Chaque donnée utilisée par un cas d’utilisation sera définie et regroupée dans sa table physique Oracle, il sera aussi indiqué si c’est une donnée qui dépend du module administratif. 111 cas d’utilisation analytique répertoriés sont à décrire. L’analyse permettra de déterminer ceux qui seront impactés par la suppression du module analytique. Le découpage en cas d’utilisation permettra une meilleure gestion de l’estimation des charges de développement et de la réalisation du planning détaillé. Cette phase est donc très importante, car cette étude sera la base de tous les travaux suivants.
Cette phase a été longue et difficile car pour générer les cas d’utilisation analytique, il a fallu étudier le code source, celui-ci n’étant pas structuré et peu commenté. De plus, les requêtes, ainsi que les appels de connexion à la base de données, ne sont pas centralisés.
Cette phase a été réalisée avec l’aide d’un prestataire. Elle a eu une durée de 85 jours, comme indiquée dans l’extrait du planning ci-dessous.

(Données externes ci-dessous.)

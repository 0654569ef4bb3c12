//! Macros to construct rule tables.

/// A single template slot, where `_` marks a person without a form.
macro_rules! slot {
    (_) => {
        None
    };

    ($ending:literal) => {
        Some(::std::borrow::Cow::Borrowed($ending))
    };
}

/// Construct an [`Endings`] template from six slots.
///
/// [`Endings`]: crate::table::Endings
macro_rules! endings {
    ($($slot:tt),* $(,)?) => {
        $crate::table::Endings::new([$(slot!($slot)),*])
    };
}

/// Setup a rule table from literal rows.
macro_rules! table {
    ($($suffix:literal => [$($slot:tt),* $(,)?]),* $(,)?) => {{
        let mut table = $crate::table::Table::new();
        $(table.insert($suffix, endings!($($slot),*));)*
        table
    }};
}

Assistance à maîtrise d’ouvrage (AMOA)

Réunions de spécifications fonctionnelles

La maîtrise d’ouvrage OPERA analytique est partie à la retraite en juin 2008, et la personne reprenant cette fonction a été nommée en janvier 2009. Il n’y a donc pas eu de recouvrement et de passation de connaissance. La MOA avait donc peu de connaissance de l’application. La conséquence est qu’il a été décidé qu’il y aurait de ma part (MOE) une forte assistance à la MOA.
La conception détaillée a été réalisée en deux phases. Une première phase a permis de définir la nouvelle architecture fonctionnelle, en s’appuyant sur le document d’analyse d’impact généré précédemment. La deuxième phase a permis de spécifier le besoin d’interface entre OPERA et CHRONEO V2.
Pour la première phase, il y a eu un premier atelier où j’ai présenté à la MOA les impacts de l’arrivée de CHRONEO V2 en m’aidant de l’étude de la phase précédente. A la fin de cette présentation, il a été décidé de faire un atelier dans lequel serait étudiée la nouvelle source des données administratives disparaissant. Une fois les sources de données définies, il a été mis en place un atelier par source de données, pour définir les règles de gestion de récupération des données dans OPERA. En sortie de ces ateliers, j’ai rédigé les spécifications fonctionnelles qui comprennent :
• La nouvelle architecture fonctionnelle cible, avec les trois nouvelles interfaces SERFRH, SERFECO et CHRONEO,
• La description de chaque flux de données à récupérer pour les trois interfaces,
• Les règles de gestion de la récupération de chaque flux pour les trois interfaces,
• La description des enchaînements entre chaque flux pour les trois interfaces.
Les applications SERFRH et SERFECO, des entrepôts de données, sont déjà existant, il n’y a donc que l’interface côté OPERA à définir et réaliser. Par contre, pour l’application CHRONEO V2, il n’existe aucune interface. Lors de la deuxième phase, j’ai rédigé un document qui spécifie les règles fonctionnelles et techniques communes aux deux applications (CHRONEO V2 et OPERA) pour que l’interface fonctionne. L’implémentation de l’interface doit faire l’objet d’une conception détaillée pour chaque application.
L’implémentation dans chaque application peut évoluer indépendamment tant que les spécifications d’interface décrites ne sont pas remises en cause.
La spécification d’interface sera mise à jour en cas de modification fonctionnelle ou technique impactant les deux applications.
L’interface du côté CHRONEO sera réalisée par un prestataire de service, et côté OPERA, la réalisation sera faite en interne.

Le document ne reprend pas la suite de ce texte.